Task directions: Write out, word for word, every line in the data below from the one containing "let host = uri.host()?.to_ascii_lowercase();" to the one containing "cookie.domain = domain;", both of them included.

Source records:
use std::borrow::Cow;
use std::fmt;

use crate::client::Client;
use crate::error::{Error, StateError};
use crate::request::Request;
use crate::response::Response;

/// Lifecycle state label. The six request states are fixed; `Named` covers
/// user-declared states of a generic [`crate::fsm::Fsm`].
#[derive(Clone, Debug, PartialEq, Eq, Hash)]
pub enum TransferState {
    Before,
    Send,
    Complete,
    Error,
    Retry,
    End,
    Named(Cow<'static, str>),
}

impl TransferState {
    pub fn named(name: impl Into<Cow<'static, str>>) -> Self {
        let name = name.into();
        match name.as_ref() {
            "before" => Self::Before,
            "send" => Self::Send,
            "complete" => Self::Complete,
            "error" => Self::Error,
            "retry" => Self::Retry,
            "end" => Self::End,
            _ => Self::Named(name),
        }
    }

    pub fn as_str(&self) -> &str {
        match self {
            Self::Before => "before",
            Self::Send => "send",
            Self::Complete => "complete",
            Self::Error => "error",
            Self::Retry => "retry",
            Self::End => "end",
            Self::Named(name) => name,
        }
    }
}

impl fmt::Display for TransferState {
    fn fmt(&self, formatter: &mut fmt::Formatter<'_>) -> fmt::Result {
        formatter.write_str(self.as_str())
    }
}

impl From<&'static str> for TransferState {
    fn from(name: &'static str) -> Self {
        Self::named(name)
    }
}

impl From<String> for TransferState {
    fn from(name: String) -> Self {
        Self::named(name)
    }
}

/// One logical send: the request, its outcome so far and where the
/// lifecycle currently stands.
pub struct Transaction {
    pub request: Request,
    pub response: Option<Response>,
    pub exception: Option<Error>,
    pub state: Option<TransferState>,
    client: Option<Client>,
    transition_count: usize,
}

impl Transaction {
    pub fn new(request: Request) -> Self {
        Self {
            request,
            response: None,
            exception: None,
            state: None,
            client: None,
            transition_count: 0,
        }
    }

    pub fn with_client(mut self, client: Client) -> Self {
        self.client = Some(client);
        self
    }

    pub fn client(&self) -> Option<&Client> {
        self.client.as_ref()
    }

    pub fn state(&self) -> Option<&TransferState> {
        self.state.as_ref()
    }

    /// Completes the transaction out of band. From an error listener this
    /// recovers the send with `response`.
    pub fn intercept(&mut self, response: Response) {
        self.response = Some(response);
        self.exception = None;
    }

    /// Asks the lifecycle to re-enter `before` once the current listener
    /// returns.
    pub fn retry(&mut self) {
        self.state = Some(TransferState::Retry);
        self.exception = None;
    }

    pub fn transition_count(&self) -> usize {
        self.transition_count
    }

    pub(crate) fn reset_transitions(&mut self) {
        self.transition_count = 0;
    }

    pub(crate) fn count_transition(&mut self, max: usize) -> Result<(), StateError> {
        self.transition_count += 1;
        if self.transition_count > max {
            return Err(StateError::TooManyTransitions { max });
        }
        Ok(())
    }
}

impl fmt::Debug for Transaction {
    fn fmt(&self, formatter: &mut fmt::Formatter<'_>) -> fmt::Result {
        formatter
            .debug_struct("Transaction")
            .field("request", &self.request)
            .field("response", &self.response)
            .field("exception", &self.exception)
            .field("state", &self.state)
            .field("transition_count", &self.transition_count)
            .finish()
    }
}
use std::fmt;
use std::sync::Mutex;
use std::time::{Duration, SystemTime};

use http::Uri;
use http::header::{HeaderValue, SET_COOKIE};

use crate::request::Request;
use crate::response::Response;
use crate::util::lock_unpoisoned;

/// Narrow cookie-jar contract used by the `cookies` middleware.
pub trait CookieStore: Send + Sync {
    /// `Cookie` header value for `request`, if any cookie applies.
    fn cookie_header(&self, request: &Request) -> Option<HeaderValue>;

    /// Stores the `Set-Cookie` headers of `response`.
    fn extract_cookies(&self, request: &Request, response: &Response);
}

#[derive(Clone, Debug, PartialEq, Eq)]
struct StoredCookie {
    name: String,
    value: String,
    domain: String,
    host_only: bool,
    path: String,
    secure: bool,
    expires: Option<SystemTime>,
}

impl StoredCookie {
    fn parse(set_cookie: &str, uri: &Uri, now: SystemTime) -> Option<Self> {
        let mut parts = set_cookie.split(';');
        let (name, value) = parts.next()?.split_once('=')?;
        let name = name.trim();
        if name.is_empty() {
            return None;
        }
        let host = uri.host()?.to_ascii_lowercase();

        let mut cookie = Self {
            name: name.to_owned(),
            value: value.trim().trim_matches('"').to_owned(),
            domain: host.clone(),
            host_only: true,
            path: default_path(uri.path()),
            secure: false,
            expires: None,
        };
        let mut max_age = None;

        for attribute in parts {
            let (key, value) = match attribute.split_once('=') {
                Some((key, value)) => (key.trim(), value.trim()),
                None => (attribute.trim(), ""),
            };
            match key.to_ascii_lowercase().as_str() {
                "domain" if !value.is_empty() => {
                    let domain = value.trim_start_matches('.').to_ascii_lowercase();
                    if !domain_matches(&host, &domain) {
                        return None;
                    }
                    cookie.domain = domain;
                    cookie.host_only = false;
                }
                "path" if value.starts_with('/') => cookie.path = value.to_owned(),
                "secure" => cookie.secure = true,
                "max-age" => max_age = value.parse::<i64>().ok(),
                "expires" => {
                    if let Ok(expires) = httpdate::parse_http_date(value) {
                        cookie.expires = Some(expires);
                    }
                }
                _ => {}
            }
        }

        // Max-Age wins over Expires. An age past the clock's range never
        // expires.
        if let Some(seconds) = max_age {
            cookie.expires = if seconds <= 0 {
                Some(SystemTime::UNIX_EPOCH)
            } else {
                now.checked_add(Duration::from_secs(seconds.unsigned_abs()))
            };
        }
        Some(cookie)
    }

    fn is_expired(&self, now: SystemTime) -> bool {
        self.expires.is_some_and(|expires| expires <= now)
    }

    fn matches(&self, uri: &Uri, now: SystemTime) -> bool {
        let Some(host) = uri.host() else {
            return false;
        };
        let host = host.to_ascii_lowercase();
        let domain_ok = if self.host_only {
            host == self.domain
        } else {
            domain_matches(&host, &self.domain)
        };
        domain_ok
            && path_matches(uri.path(), &self.path)
            && (!self.secure || uri.scheme_str() == Some("https"))
            && !self.is_expired(now)
    }

    fn same_slot(&self, other: &Self) -> bool {
        self.name == other.name && self.domain == other.domain && self.path == other.path
    }
}

fn domain_matches(host: &str, domain: &str) -> bool {
    host == domain
        || host
            .strip_suffix(domain)
            .is_some_and(|prefix| prefix.ends_with('.'))
}

fn path_matches(request_path: &str, cookie_path: &str) -> bool {
    let request_path = if request_path.is_empty() {
        "/"
    } else {
        request_path
    };
    if request_path == cookie_path {
        return true;
    }
    request_path.starts_with(cookie_path)
        && (cookie_path.ends_with('/')
            || request_path[cookie_path.len()..].starts_with('/'))
}

fn default_path(request_path: &str) -> String {
    if !request_path.starts_with('/') {
        return "/".to_owned();
    }
    match request_path.rfind('/') {
        Some(0) | None => "/".to_owned(),
        Some(index) => request_path[..index].to_owned(),
    }
}

/// In-memory cookie jar.
#[derive(Default)]
pub struct CookieJar {
    cookies: Mutex<Vec<StoredCookie>>,
}

impl CookieJar {
    pub fn new() -> Self {
        Self::default()
    }

    /// Jar pre-filled with session cookies valid for `domain` and its
    /// subdomains.
    pub fn from_pairs<I, K, V>(pairs: I, domain: &str) -> Self
    where
        I: IntoIterator<Item = (K, V)>,
        K: Into<String>,
        V: Into<String>,
    {
        let domain = domain.trim_start_matches('.').to_ascii_lowercase();
        let cookies = pairs
            .into_iter()
            .map(|(name, value)| StoredCookie {
                name: name.into(),
                value: value.into(),
                domain: domain.clone(),
                host_only: false,
                path: "/".to_owned(),
                secure: false,
                expires: None,
            })
            .collect();
        Self {
            cookies: Mutex::new(cookies),
        }
    }

    pub fn len(&self) -> usize {
        lock_unpoisoned(&self.cookies).len()
    }

    pub fn is_empty(&self) -> bool {
        self.len() == 0
    }

    pub fn clear(&self) {
        lock_unpoisoned(&self.cookies).clear();
    }

    /// Value of the first stored cookie called `name`.
    pub fn get(&self, name: &str) -> Option<String> {
        lock_unpoisoned(&self.cookies)
            .iter()
            .find(|cookie| cookie.name == name)
            .map(|cookie| cookie.value.clone())
    }

    /// Stores one `Set-Cookie` line as if received from `uri`.
    pub fn set_cookie(&self, set_cookie: &str, uri: &Uri) -> bool {
        let now = SystemTime::now();
        let Some(cookie) = StoredCookie::parse(set_cookie, uri, now) else {
            return false;
        };
        let mut cookies = lock_unpoisoned(&self.cookies);
        cookies.retain(|stored| !stored.same_slot(&cookie));
        if !cookie.is_expired(now) {
            cookies.push(cookie);
        }
        true
    }
}

impl CookieStore for CookieJar {
    fn cookie_header(&self, request: &Request) -> Option<HeaderValue> {
        let now = SystemTime::now();
        let mut cookies = lock_unpoisoned(&self.cookies);
        cookies.retain(|cookie| !cookie.is_expired(now));
        let mut matching = cookies
            .iter()
            .filter(|cookie| cookie.matches(request.uri(), now))
            .collect::<Vec<_>>();
        if matching.is_empty() {
            return None;
        }
        // Longer paths first.
        matching.sort_by(|left, right| right.path.len().cmp(&left.path.len()));
        let header = matching
            .iter()
            .map(|cookie| format!("{}={}", cookie.name, cookie.value))
            .collect::<Vec<_>>()
            .join("; ");
        HeaderValue::from_str(&header).ok()
    }

    fn extract_cookies(&self, request: &Request, response: &Response) {
        for value in response.headers().get_all(SET_COOKIE) {
            if let Ok(line) = value.to_str() {
                self.set_cookie(line, request.uri());
            }
        }
    }
}

impl fmt::Debug for CookieJar {
    fn fmt(&self, formatter: &mut fmt::Formatter<'_>) -> fmt::Result {
        formatter
            .debug_struct("CookieJar")
            .field("cookies", &self.len())
            .finish()
    }
}
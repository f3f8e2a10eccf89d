use std::collections::HashMap;
use std::fmt::Write as _;
use std::time::SystemTime;

use http::{HeaderMap, Version};

use crate::error::Error;
use crate::request::Request;
use crate::response::Response;

/// Turns a request, its response and/or its error into one log line.
///
/// Templates substitute `{name}` placeholders:
///
/// - `{request}`, `{response}`: full messages
/// - `{req_headers}`, `{res_headers}`: start line plus headers
/// - `{req_body}`, `{res_body}`
/// - `{ts}`, `{date_iso_8601}`: current time as an HTTP date
/// - `{method}`, `{uri}` (alias `{url}`), `{target}`, `{host}`
/// - `{version}` (alias `{req_version}`), `{res_version}`
/// - `{code}`, `{phrase}`, `{error}`
/// - `{req_header_<name>}`, `{res_header_<name>}`
///
/// Unknown names expand to nothing.
#[derive(Clone, Debug, PartialEq, Eq)]
pub struct MessageFormatter {
    template: String,
}

impl MessageFormatter {
    /// Common-log style line.
    pub const CLF: &'static str = "{host} {req_header_User-Agent} - [{ts}] \"{method} {target} HTTP/{version}\" {code} {res_header_Content-Length}";
    pub const DEBUG: &'static str = ">>>>>>>>\n{request}\n<<<<<<<<\n{response}\n--------\n{error}";
    pub const SHORT: &'static str = "[{ts}] \"{method} {target} HTTP/{version}\" {code}";

    pub fn new(template: impl Into<String>) -> Self {
        let template = template.into();
        if template.is_empty() {
            return Self::default();
        }
        Self { template }
    }

    pub fn template(&self) -> &str {
        &self.template
    }

    pub fn format(
        &self,
        request: &Request,
        response: Option<&Response>,
        error: Option<&Error>,
    ) -> String {
        let mut cache = HashMap::<&str, String>::new();
        let mut output = String::with_capacity(self.template.len());
        let mut rest = self.template.as_str();

        while let Some(open) = rest.find('{') {
            output.push_str(&rest[..open]);
            let after = &rest[open + 1..];
            let Some(close) = after.find('}') else {
                output.push_str(&rest[open..]);
                return output;
            };
            let name = after[..close].trim();
            if is_placeholder_name(name) {
                let value = cache
                    .entry(name)
                    .or_insert_with(|| expand(name, request, response, error));
                output.push_str(value);
            } else {
                output.push_str(&rest[open..open + close + 2]);
            }
            rest = &after[close + 1..];
        }
        output.push_str(rest);
        output
    }
}

impl Default for MessageFormatter {
    fn default() -> Self {
        Self {
            template: Self::CLF.to_owned(),
        }
    }
}

fn is_placeholder_name(name: &str) -> bool {
    !name.is_empty()
        && name
            .bytes()
            .all(|byte| byte.is_ascii_alphanumeric() || matches!(byte, b'_' | b'-' | b'.'))
}

fn expand(
    name: &str,
    request: &Request,
    response: Option<&Response>,
    error: Option<&Error>,
) -> String {
    match name {
        "request" => format!(
            "{}\r\n\r\n{}",
            request_head(request),
            String::from_utf8_lossy(request.body())
        ),
        "response" => response
            .map(|response| {
                format!("{}\r\n\r\n{}", response_head(response), response.text_lossy())
            })
            .unwrap_or_default(),
        "req_headers" => request_head(request),
        "res_headers" => response.map(response_head).unwrap_or_default(),
        "req_body" => String::from_utf8_lossy(request.body()).into_owned(),
        "res_body" => response.map(Response::text_lossy).unwrap_or_default(),
        "ts" | "date_iso_8601" => httpdate::fmt_http_date(SystemTime::now()),
        "method" => request.method().to_string(),
        "uri" | "url" => request.url(),
        "target" => request_target(request),
        "version" | "req_version" => version_str(request.version()).to_owned(),
        "res_version" => response
            .map(|response| version_str(response.version()).to_owned())
            .unwrap_or_default(),
        "host" => request
            .header_str("host")
            .map(ToOwned::to_owned)
            .unwrap_or_else(|| request.host().to_owned()),
        "code" => response
            .map(|response| response.status_code().to_string())
            .unwrap_or_else(|| "NULL".to_owned()),
        "phrase" => response
            .map(|response| response.reason_phrase().to_owned())
            .unwrap_or_else(|| "NULL".to_owned()),
        "error" => error.map(ToString::to_string).unwrap_or_else(|| "NULL".to_owned()),
        other => {
            if let Some(header) = other.strip_prefix("req_header_") {
                joined_header(request.headers(), header)
            } else if let Some(header) = other.strip_prefix("res_header_") {
                response
                    .map(|response| joined_header(response.headers(), header))
                    .unwrap_or_default()
            } else {
                String::new()
            }
        }
    }
}

fn request_target(request: &Request) -> String {
    match request.query() {
        Some(query) => format!("{}?{query}", request.path()),
        None => request.path().to_owned(),
    }
}

fn request_head(request: &Request) -> String {
    let mut head = format!(
        "{} {} HTTP/{}",
        request.method(),
        request_target(request),
        version_str(request.version())
    );
    push_headers(&mut head, request.headers());
    head
}

fn response_head(response: &Response) -> String {
    let mut head = format!(
        "HTTP/{} {} {}",
        version_str(response.version()),
        response.status_code(),
        response.reason_phrase()
    );
    push_headers(&mut head, response.headers());
    head
}

fn push_headers(head: &mut String, headers: &HeaderMap) {
    for (name, value) in headers {
        let _ = write!(
            head,
            "\r\n{}: {}",
            name,
            String::from_utf8_lossy(value.as_bytes())
        );
    }
}

fn joined_header(headers: &HeaderMap, name: &str) -> String {
    headers
        .get_all(name)
        .iter()
        .map(|value| String::from_utf8_lossy(value.as_bytes()).into_owned())
        .collect::<Vec<_>>()
        .join(", ")
}

fn version_str(version: Version) -> &'static str {
    match version {
        Version::HTTP_09 => "0.9",
        Version::HTTP_10 => "1.0",
        Version::HTTP_2 => "2",
        Version::HTTP_3 => "3",
        _ => "1.1",
    }
}
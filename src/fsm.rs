use std::collections::HashMap;
use std::fmt;
use std::sync::Arc;

use tracing::debug;

use crate::error::{Error, StateError};
use crate::transaction::{TransferState, Transaction};

pub const DEFAULT_MAX_TRANSITIONS: usize = 200;

/// Callable run on entering a state. `Ok(true)` signals interception.
pub type Transition = Arc<dyn Fn(&mut Transaction) -> Result<bool, Error> + Send + Sync>;

/// One row of the state table.
#[derive(Clone, Default)]
pub struct StateSpec {
    transition: Option<Transition>,
    success: Option<TransferState>,
    intercept: Option<TransferState>,
    error: Option<TransferState>,
}

impl StateSpec {
    pub fn new() -> Self {
        Self::default()
    }

    pub fn transition<F>(mut self, transition: F) -> Self
    where
        F: Fn(&mut Transaction) -> Result<bool, Error> + Send + Sync + 'static,
    {
        self.transition = Some(Arc::new(transition));
        self
    }

    pub fn success(mut self, state: impl Into<TransferState>) -> Self {
        self.success = Some(state.into());
        self
    }

    pub fn intercept(mut self, state: impl Into<TransferState>) -> Self {
        self.intercept = Some(state.into());
        self
    }

    pub fn error(mut self, state: impl Into<TransferState>) -> Self {
        self.error = Some(state.into());
        self
    }
}

impl fmt::Debug for StateSpec {
    fn fmt(&self, formatter: &mut fmt::Formatter<'_>) -> fmt::Result {
        formatter
            .debug_struct("StateSpec")
            .field("transition", &self.transition.is_some())
            .field("success", &self.success)
            .field("intercept", &self.intercept)
            .field("error", &self.error)
            .finish()
    }
}

/// Table-driven state machine over a [`Transaction`].
///
/// States are data: each declares what runs on entry and where to go on
/// success, interception or failure. Failures of a transition are stored on
/// the transaction and routed to the state's `error` target; machine faults
/// ([`StateError`]) always escape `run` untouched.
#[derive(Clone, Debug)]
pub struct Fsm {
    initial: TransferState,
    states: HashMap<TransferState, StateSpec>,
    max_transitions: usize,
}

impl Fsm {
    pub fn new<I, S>(initial: impl Into<TransferState>, states: I) -> Self
    where
        I: IntoIterator<Item = (S, StateSpec)>,
        S: Into<TransferState>,
    {
        Self {
            initial: initial.into(),
            states: states
                .into_iter()
                .map(|(name, spec)| (name.into(), spec))
                .collect(),
            max_transitions: DEFAULT_MAX_TRANSITIONS,
        }
    }

    pub fn max_transitions(mut self, max_transitions: usize) -> Self {
        self.max_transitions = max_transitions;
        self
    }

    /// Drives `trans` until `stop` is reached or a state without a `success`
    /// target finishes. An exception still attached at that point is
    /// returned as the error.
    pub fn run(&self, trans: &mut Transaction, stop: Option<&TransferState>) -> Result<(), Error> {
        trans.reset_transitions();
        let mut state = trans
            .state
            .get_or_insert_with(|| self.initial.clone())
            .clone();

        loop {
            if stop == Some(&state) {
                return Ok(());
            }

            let Some(spec) = self.states.get(&state) else {
                return Err(StateError::InvalidState {
                    state: state.to_string(),
                }
                .into());
            };
            trans.count_transition(self.max_transitions)?;
            debug!(state = %state, transitions = trans.transition_count(), "fsm transition");

            let outcome = match &spec.transition {
                Some(transition) => transition(trans),
                None => Ok(false),
            };
            let next = match outcome {
                Ok(true) => match &spec.intercept {
                    Some(intercept) => Some(intercept.clone()),
                    None => {
                        return Err(StateError::MissingIntercept {
                            state: state.to_string(),
                        }
                        .into());
                    }
                },
                Ok(false) => spec.success.clone(),
                Err(error) if error.is_machine_fault() => return Err(error),
                Err(error) => {
                    trans.exception = Some(error.clone());
                    match &spec.error {
                        Some(target) => Some(target.clone()),
                        None => return Err(error),
                    }
                }
            };

            match next {
                Some(next) => {
                    trans.state = Some(next.clone());
                    state = next;
                }
                None => {
                    return match &trans.exception {
                        Some(error) => Err(error.clone()),
                        None => Ok(()),
                    };
                }
            }
        }
    }
}
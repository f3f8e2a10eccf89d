use http::HeaderMap;

use crate::fsm::DEFAULT_MAX_TRANSITIONS;
use crate::options::{ExpectContinue, RedirectConfig, RequestOptions};

/// Preset bundles of client defaults.
#[derive(Clone, Copy, Debug, Default, PartialEq, Eq)]
pub enum ClientProfile {
    /// Follows up to 5 redirects and raises errors for 4xx/5xx.
    #[default]
    Standard,
    /// Follows up to 10 redirects with a Referer and keeps cookies.
    Browser,
    /// Neither follows redirects nor raises status errors.
    Raw,
}

#[derive(Clone, Debug)]
pub struct ProfileDefaults {
    pub redirects: RedirectConfig,
    pub http_errors: bool,
    pub cookies: bool,
    pub expect: ExpectContinue,
    pub max_transitions: usize,
}

impl ClientProfile {
    pub fn defaults(self) -> ProfileDefaults {
        match self {
            Self::Standard => ProfileDefaults {
                redirects: RedirectConfig::follow(),
                http_errors: true,
                cookies: false,
                expect: ExpectContinue::Auto,
                max_transitions: DEFAULT_MAX_TRANSITIONS,
            },
            Self::Browser => ProfileDefaults {
                redirects: RedirectConfig::limited(10).referer(true),
                http_errors: true,
                cookies: true,
                expect: ExpectContinue::Auto,
                max_transitions: DEFAULT_MAX_TRANSITIONS,
            },
            Self::Raw => ProfileDefaults {
                redirects: RedirectConfig::disabled(),
                http_errors: false,
                cookies: false,
                expect: ExpectContinue::Never,
                max_transitions: DEFAULT_MAX_TRANSITIONS,
            },
        }
    }
}

/// Settings a built client applies to every request.
#[derive(Clone, Debug, Default)]
pub struct ClientConfig {
    pub(crate) base_url: Option<String>,
    pub(crate) default_headers: HeaderMap,
    pub(crate) default_options: RequestOptions,
    pub(crate) max_transitions: usize,
}

impl ClientConfig {
    pub fn base_url(&self) -> Option<&str> {
        self.base_url.as_deref()
    }

    pub fn default_headers(&self) -> &HeaderMap {
        &self.default_headers
    }

    pub fn default_options(&self) -> &RequestOptions {
        &self.default_options
    }

    pub fn max_transitions(&self) -> usize {
        self.max_transitions
    }
}

#[cfg(test)]
mod tests {
    use super::ClientProfile;

    #[test]
    fn profiles_resolve_to_distinct_defaults() {
        let standard = ClientProfile::default().defaults();
        assert!(standard.redirects.is_enabled());
        assert_eq!(standard.redirects.max_redirects(), 5);
        assert!(standard.http_errors);
        assert!(!standard.cookies);

        let browser = ClientProfile::Browser.defaults();
        assert_eq!(browser.redirects.max_redirects(), 10);
        assert!(browser.redirects.adds_referer());
        assert!(browser.cookies);

        let raw = ClientProfile::Raw.defaults();
        assert!(!raw.redirects.is_enabled());
        assert!(!raw.http_errors);
    }
}
use bytes::Bytes;
use http::header::{HeaderName, HeaderValue};
use http::{HeaderMap, StatusCode, Version};
use serde::de::DeserializeOwned;

use crate::error::Error;
use crate::util::truncate_body;

#[derive(Clone, Debug)]
pub struct Response {
    status: StatusCode,
    headers: HeaderMap,
    body: Bytes,
    version: Version,
    reason: Option<String>,
    effective_url: Option<String>,
}

impl Response {
    pub fn new(status: StatusCode) -> Self {
        Self {
            status,
            headers: HeaderMap::new(),
            body: Bytes::new(),
            version: Version::HTTP_11,
            reason: None,
            effective_url: None,
        }
    }

    /// Shorthand for tests and mocks; out-of-range codes fall back to 500.
    pub fn with_status(status: u16) -> Self {
        Self::new(StatusCode::from_u16(status).unwrap_or(StatusCode::INTERNAL_SERVER_ERROR))
    }

    pub fn from_parts(status: StatusCode, headers: HeaderMap, body: Bytes) -> Self {
        Self {
            headers,
            body,
            ..Self::new(status)
        }
    }

    pub fn with_header(mut self, name: HeaderName, value: HeaderValue) -> Self {
        self.headers.append(name, value);
        self
    }

    pub fn try_with_header(self, name: &str, value: &str) -> crate::Result<Self> {
        let name = crate::util::parse_header_name(name)?;
        let value = crate::util::parse_header_value(name.as_str(), value)?;
        Ok(self.with_header(name, value))
    }

    pub fn with_body(mut self, body: impl Into<Bytes>) -> Self {
        self.body = body.into();
        self
    }

    pub fn with_version(mut self, version: Version) -> Self {
        self.version = version;
        self
    }

    pub fn with_reason(mut self, reason: impl Into<String>) -> Self {
        self.reason = Some(reason.into());
        self
    }

    pub fn status(&self) -> StatusCode {
        self.status
    }

    pub fn status_code(&self) -> u16 {
        self.status.as_u16()
    }

    pub fn headers(&self) -> &HeaderMap {
        &self.headers
    }

    pub fn headers_mut(&mut self) -> &mut HeaderMap {
        &mut self.headers
    }

    pub fn has_header(&self, name: &str) -> bool {
        self.headers.contains_key(name)
    }

    pub fn header_str(&self, name: &str) -> Option<&str> {
        self.headers.get(name).and_then(|value| value.to_str().ok())
    }

    pub fn header_values(&self, name: &str) -> Vec<String> {
        self.headers
            .get_all(name)
            .iter()
            .filter_map(|value| value.to_str().ok())
            .map(ToOwned::to_owned)
            .collect()
    }

    pub fn body(&self) -> &Bytes {
        &self.body
    }

    pub fn version(&self) -> Version {
        self.version
    }

    pub fn reason_phrase(&self) -> &str {
        self.reason
            .as_deref()
            .or_else(|| self.status.canonical_reason())
            .unwrap_or_default()
    }

    pub fn effective_url(&self) -> Option<&str> {
        self.effective_url.as_deref()
    }

    pub fn set_effective_url(&mut self, effective_url: impl Into<String>) {
        self.effective_url = Some(effective_url.into());
    }

    pub fn text_lossy(&self) -> String {
        String::from_utf8_lossy(&self.body).into_owned()
    }

    pub fn json<T>(&self) -> crate::Result<T>
    where
        T: DeserializeOwned,
    {
        serde_json::from_slice(&self.body).map_err(|source| Error::Deserialize {
            source: source.into(),
            body: truncate_body(&self.body),
        })
    }
}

Solution to the problem:
        let host = uri.host()?.to_ascii_lowercase();

        let mut cookie = Self {
            name: name.to_owned(),
            value: value.trim().trim_matches('"').to_owned(),
            domain: host.clone(),
            host_only: true,
            path: default_path(uri.path()),
            secure: false,
            expires: None,
        };
        let mut max_age = None;

        for attribute in parts {
            let (key, value) = match attribute.split_once('=') {
                Some((key, value)) => (key.trim(), value.trim()),
                None => (attribute.trim(), ""),
            };
            match key.to_ascii_lowercase().as_str() {
                "domain" if !value.is_empty() => {
                    let domain = value.trim_start_matches('.').to_ascii_lowercase();
                    if !domain_matches(&host, &domain) {
                        return None;
                    }
                    cookie.domain = domain;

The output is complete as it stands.